Source data:
[Start of section]

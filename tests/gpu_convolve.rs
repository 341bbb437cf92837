//! GPU convolution tests.
//!
//! These tests compare device results against a host reference convolution
//! and check the edge-clamp and shape properties at every rank.
//!
//! Run with: cargo test --test gpu_convolve -- --ignored

use gpuconv::gpu::{GpuImage, GpuTensor, KernelArg, Program};
use gpuconv::source::CONVOLVE_WGSL;
use gpuconv::{
    ArrayData, ConvError, Convolver, ElementType, HostArray, WgpuBackend, WgpuOptions,
};
use rand::{rngs::StdRng, Rng, SeedableRng};

/// Tolerance for floating-point comparison.
const EPSILON: f32 = 1e-4;

fn backend() -> WgpuBackend {
    WgpuBackend::init(WgpuOptions::default()).expect("GPU init")
}

/// Compares two f32 slices with a relative tolerance.
fn assert_approx_eq(a: &[f32], b: &[f32], tol: f32) {
    assert_eq!(a.len(), b.len(), "Length mismatch: {} vs {}", a.len(), b.len());
    for (i, (x, y)) in a.iter().zip(b.iter()).enumerate() {
        let scale = x.abs().max(y.abs()).max(1.0);
        assert!(
            (x - y).abs() <= tol * scale,
            "Mismatch at index {}: {} vs {}",
            i,
            x,
            y
        );
    }
}

/// Host reference: edge-clamped true convolution, rank 1 to 3.
fn reference_convolve(data: &[f32], shape: &[usize], h: &[f32], hshape: &[usize]) -> Vec<f32> {
    let pad = |s: &[usize]| {
        let mut out = [1usize; 3];
        out[3 - s.len()..].copy_from_slice(s);
        out
    };
    let [nz, ny, nx] = pad(shape);
    let [hz, hy, hx] = pad(hshape);
    let clamp = |v: isize, n: usize| v.clamp(0, n as isize - 1) as usize;

    let mut out = vec![0.0f32; data.len()];
    for l in 0..nz {
        for j in 0..ny {
            for i in 0..nx {
                let mut acc = 0.0f32;
                for kz in 0..hz {
                    let z = clamp((l + hz / 2) as isize - kz as isize, nz);
                    for ky in 0..hy {
                        let y = clamp((j + hy / 2) as isize - ky as isize, ny);
                        for kx in 0..hx {
                            let x = clamp((i + hx / 2) as isize - kx as isize, nx);
                            acc += h[(kz * hy + ky) * hx + kx] * data[(z * ny + y) * nx + x];
                        }
                    }
                }
                out[(l * ny + j) * nx + i] = acc;
            }
        }
    }
    out
}

fn random_array(shape: Vec<usize>, seed: u64) -> HostArray {
    let mut rng = StdRng::seed_from_u64(seed);
    let len: usize = shape.iter().product();
    let values = (0..len).map(|_| rng.gen_range(-1.0f32..1.0)).collect();
    HostArray::from_f32(shape, values).unwrap()
}

// =============================================================================
// Smoke scenario
// =============================================================================

#[test]
#[ignore = "Requires GPU"]
fn test_smoke_scenario_every_rank() {
    let backend = backend();
    let conv = Convolver::new();
    let data = HostArray::ones(vec![100, 120, 140]).unwrap();
    let h = HostArray::ones(vec![10, 11, 12]).unwrap();

    let data2 = data.index_axis0(0).unwrap();
    let h2 = h.index_axis0(0).unwrap();
    let data1 = data2.index_axis0(0).unwrap();
    let h1 = h2.index_axis0(0).unwrap();

    // A constant field convolved with ones(K) is the constant times K.
    for (d, k, expected) in [
        (&data, &h, 1320.0f32),
        (&data2, &h2, 132.0),
        (&data1, &h1, 12.0),
    ] {
        let out = conv.convolve(d, k, Some(&backend)).unwrap();
        assert_eq!(out.shape(), d.shape());
        assert_eq!(out.element_type(), ElementType::Float32);
        let values = out.as_f32().unwrap();
        assert!(values.iter().all(|&v| (v - expected).abs() <= EPSILON * expected));
    }
}

// =============================================================================
// Edge clamp
// =============================================================================

#[test]
#[ignore = "Requires GPU"]
fn test_constant_field_with_normalized_kernel() {
    let backend = backend();
    let conv = Convolver::new();
    let c = 3.25f32;
    for (shape, kshape) in [
        (vec![140], vec![12]),
        (vec![120, 140], vec![11, 12]),
        (vec![30, 20, 10], vec![5, 7, 9]),
        (vec![7, 5], vec![15, 3]),
    ] {
        let n: usize = kshape.iter().product();
        let data = HostArray::filled(shape.clone(), c).unwrap();
        let h = HostArray::filled(kshape, 1.0 / n as f32).unwrap();
        let out = conv.convolve(&data, &h, Some(&backend)).unwrap();
        assert_eq!(out.shape(), shape.as_slice());
        assert!(out
            .as_f32()
            .unwrap()
            .iter()
            .all(|&v| (v - c).abs() <= EPSILON * c));
    }
}

#[test]
#[ignore = "Requires GPU"]
fn test_edges_replicate_not_zero_pad() {
    let backend = backend();
    // Step signal: a zero-padded convolution would pull the ends towards 0.
    let data = HostArray::from_f32(vec![6], vec![5.0, 5.0, 5.0, 9.0, 9.0, 9.0]).unwrap();
    let h = HostArray::filled(vec![3], 1.0 / 3.0).unwrap();
    let out = Convolver::new().convolve(&data, &h, Some(&backend)).unwrap();
    let values = out.as_f32().unwrap();
    assert!((values[0] - 5.0).abs() < EPSILON);
    assert!((values[5] - 9.0).abs() < EPSILON);
}

// =============================================================================
// Reference parity
// =============================================================================

#[test]
#[ignore = "Requires GPU"]
fn test_matches_host_reference() {
    let backend = backend();
    let conv = Convolver::new();
    for (seed, shape, kshape) in [
        (1, vec![257], vec![5]),
        (2, vec![33, 47], vec![4, 3]),
        (3, vec![9, 17, 13], vec![3, 2, 5]),
    ] {
        let data = random_array(shape.clone(), seed);
        let h = random_array(kshape.clone(), seed + 100);
        let expected = reference_convolve(
            data.as_f32().unwrap(),
            &shape,
            h.as_f32().unwrap(),
            &kshape,
        );
        let out = conv.convolve(&data, &h, Some(&backend)).unwrap();
        assert_approx_eq(out.as_f32().unwrap(), &expected, EPSILON);
    }
}

#[test]
#[ignore = "Requires GPU"]
fn test_uint16_every_rank_matches_reference() {
    let backend = backend();
    let conv = Convolver::new();
    for (seed, shape, kshape) in [
        (7, vec![37], vec![5]),
        (8, vec![24, 18], vec![3, 5]),
        (9, vec![3, 5, 7], vec![2, 3, 3]),
    ] {
        let len: usize = shape.iter().product();
        let values: Vec<u16> = (0..len).map(|i| (i * 37 % 1000) as u16).collect();
        let data = HostArray::from_u16(shape.clone(), values.clone()).unwrap();
        let h = random_array(kshape.clone(), seed);

        let out = conv.convolve(&data, &h, Some(&backend)).unwrap();
        assert_eq!(out.shape(), shape.as_slice());
        assert_eq!(out.element_type(), ElementType::Float32);

        let as_f32: Vec<f32> = values.iter().map(|&v| f32::from(v)).collect();
        let expected = reference_convolve(&as_f32, &shape, h.as_f32().unwrap(), &kshape);
        assert_approx_eq(out.as_f32().unwrap(), &expected, EPSILON);
    }
}

#[test]
#[ignore = "Requires GPU"]
fn test_converted_data_matches_float32() {
    let backend = backend();
    let conv = Convolver::new();
    let data = HostArray::new(vec![4, 4], ArrayData::Int32((0..16).collect())).unwrap();
    let h = HostArray::new(vec![3, 3], ArrayData::Float64(vec![0.5; 9])).unwrap();
    let out = conv.convolve(&data, &h, Some(&backend)).unwrap();

    let expected = reference_convolve(
        &(0..16).map(|v| v as f32).collect::<Vec<_>>(),
        &[4, 4],
        &[0.5; 9],
        &[3, 3],
    );
    assert_approx_eq(out.as_f32().unwrap(), &expected, EPSILON);
}

#[test]
#[ignore = "Requires GPU"]
fn test_even_kernel_centred_at_half_extent() {
    let backend = backend();
    // Impulse at index 2, kernel [1, 2]: out[i] = h[0]·in[i + 1] + h[1]·in[i].
    let data = HostArray::from_f32(vec![5], vec![0.0, 0.0, 1.0, 0.0, 0.0]).unwrap();
    let h = HostArray::from_f32(vec![2], vec![1.0, 2.0]).unwrap();
    let out = Convolver::new().convolve(&data, &h, Some(&backend)).unwrap();
    assert_approx_eq(out.as_f32().unwrap(), &[0.0, 1.0, 2.0, 0.0, 0.0], EPSILON);
}

// =============================================================================
// Shape invariance
// =============================================================================

#[test]
#[ignore = "Requires GPU"]
fn test_output_shape_independent_of_kernel() {
    let backend = backend();
    let conv = Convolver::new();
    let data = random_array(vec![16, 24], 11);
    for kshape in [vec![1, 1], vec![2, 9], vec![16, 24], vec![31, 40]] {
        let h = HostArray::ones(kshape).unwrap();
        let out = conv.convolve(&data, &h, Some(&backend)).unwrap();
        assert_eq!(out.shape(), &[16, 24]);
    }
}

#[test]
#[ignore = "Requires GPU"]
fn test_inputs_not_mutated() {
    let backend = backend();
    let data = random_array(vec![12, 12], 5);
    let h = random_array(vec![3, 3], 6);
    let (data_before, h_before) = (data.clone(), h.clone());
    let _ = Convolver::new().convolve(&data, &h, Some(&backend)).unwrap();
    assert_eq!(data, data_before);
    assert_eq!(h, h_before);
}

#[test]
#[ignore = "Requires GPU"]
fn test_1d_length_bounded_by_2d_texture_limit() {
    let backend = backend();
    let conv = Convolver::new();
    let max = backend.limits().max_texture_dimension_2d as usize;
    let h = HostArray::ones(vec![3]).unwrap();

    let fits = HostArray::ones(vec![max]).unwrap();
    let out = conv.convolve(&fits, &h, Some(&backend)).unwrap();
    assert_eq!(out.shape(), &[max]);

    let too_long = HostArray::ones(vec![max + 1]).unwrap();
    assert!(matches!(
        conv.convolve(&too_long, &h, Some(&backend)),
        Err(ConvError::UnsupportedLimits(_))
    ));
}

// =============================================================================
// Shared backend
// =============================================================================

#[test]
#[ignore = "Requires GPU"]
fn test_concurrent_calls_on_shared_backend() {
    let backend = backend();
    let conv = Convolver::new();
    std::thread::scope(|s| {
        let handles: Vec<_> = (0..4u64)
            .map(|seed| {
                let (backend, conv) = (&backend, &conv);
                s.spawn(move || {
                    let data = random_array(vec![31, 29], seed);
                    let h = random_array(vec![3, 4], seed + 10);
                    let expected = reference_convolve(
                        data.as_f32().unwrap(),
                        &[31, 29],
                        h.as_f32().unwrap(),
                        &[3, 4],
                    );
                    for _ in 0..5 {
                        let out = conv.convolve(&data, &h, Some(backend)).unwrap();
                        assert_approx_eq(out.as_f32().unwrap(), &expected, EPSILON);
                    }
                })
            })
            .collect();
        for handle in handles {
            handle.join().unwrap();
        }
    });
}

// =============================================================================
// Program Builder on the bundled kernel
// =============================================================================

#[test]
#[ignore = "Requires GPU"]
fn test_program_run_by_hand() {
    let backend = backend();
    let program = Program::build(&backend, CONVOLVE_WGSL, "").unwrap();

    let data = HostArray::from_f32(vec![2, 3], vec![1.0, 2.0, 3.0, 4.0, 5.0, 6.0]).unwrap();
    let image = GpuImage::from_host(&backend, &data).unwrap();
    let weights = GpuTensor::upload(&backend, &[1.0], vec![1, 1]).unwrap();
    let output = GpuTensor::uninit(&backend, vec![2, 3]).unwrap();

    program
        .run(
            "convolve2d",
            &image.extents(),
            Some(&[8u32, 8][..]),
            &[
                KernelArg::Image(&image),
                KernelArg::Buffer(&weights),
                KernelArg::Buffer(&output),
                KernelArg::Int(2),
                KernelArg::Int(3),
                KernelArg::Int(1),
                KernelArg::Int(1),
            ],
        )
        .unwrap();
    assert_eq!(
        output.download(&backend).unwrap(),
        vec![1.0, 2.0, 3.0, 4.0, 5.0, 6.0]
    );
}

#[test]
#[ignore = "Requires GPU"]
fn test_program_errors() {
    let backend = backend();
    let program = Program::build(&backend, CONVOLVE_WGSL, "-D SHORTTYPE").unwrap();
    assert!(matches!(
        program.run("convolve4d", &[1], None, &[]),
        Err(ConvError::KernelNotFound { .. })
    ));
    assert!(matches!(
        program.run("convolve1d", &[4, 1], None, &[KernelArg::Int(4)]),
        Err(ConvError::KernelArguments(_))
    ));
    assert!(matches!(
        Program::build(&backend, "fn broken(", ""),
        Err(ConvError::Compile { .. })
    ));
}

[End of section]

• Task instructions: Restate the data verbatim through the "a relative tolerance." line.

• Reply to the exercise:
filename tests/gpu_convolve.rs
repository 341bbb437cf92837
//! GPU convolution tests.
//!
//! These tests compare device results against a host reference convolution
//! and check the edge-clamp and shape properties at every rank.
//!
//! Run with: cargo test --test gpu_convolve -- --ignored

use gpuconv::gpu::{GpuImage, GpuTensor, KernelArg, Program};
use gpuconv::source::CONVOLVE_WGSL;
use gpuconv::{
    ArrayData, ConvError, Convolver, ElementType, HostArray, WgpuBackend, WgpuOptions,
};
use rand::{rngs::StdRng, Rng, SeedableRng};

/// Tolerance for floating-point comparison.
const EPSILON: f32 = 1e-4;

fn backend() -> WgpuBackend {
    WgpuBackend::init(WgpuOptions::default()).expect("GPU init")
}

/// Compares two f32 slices with a relative tolerance.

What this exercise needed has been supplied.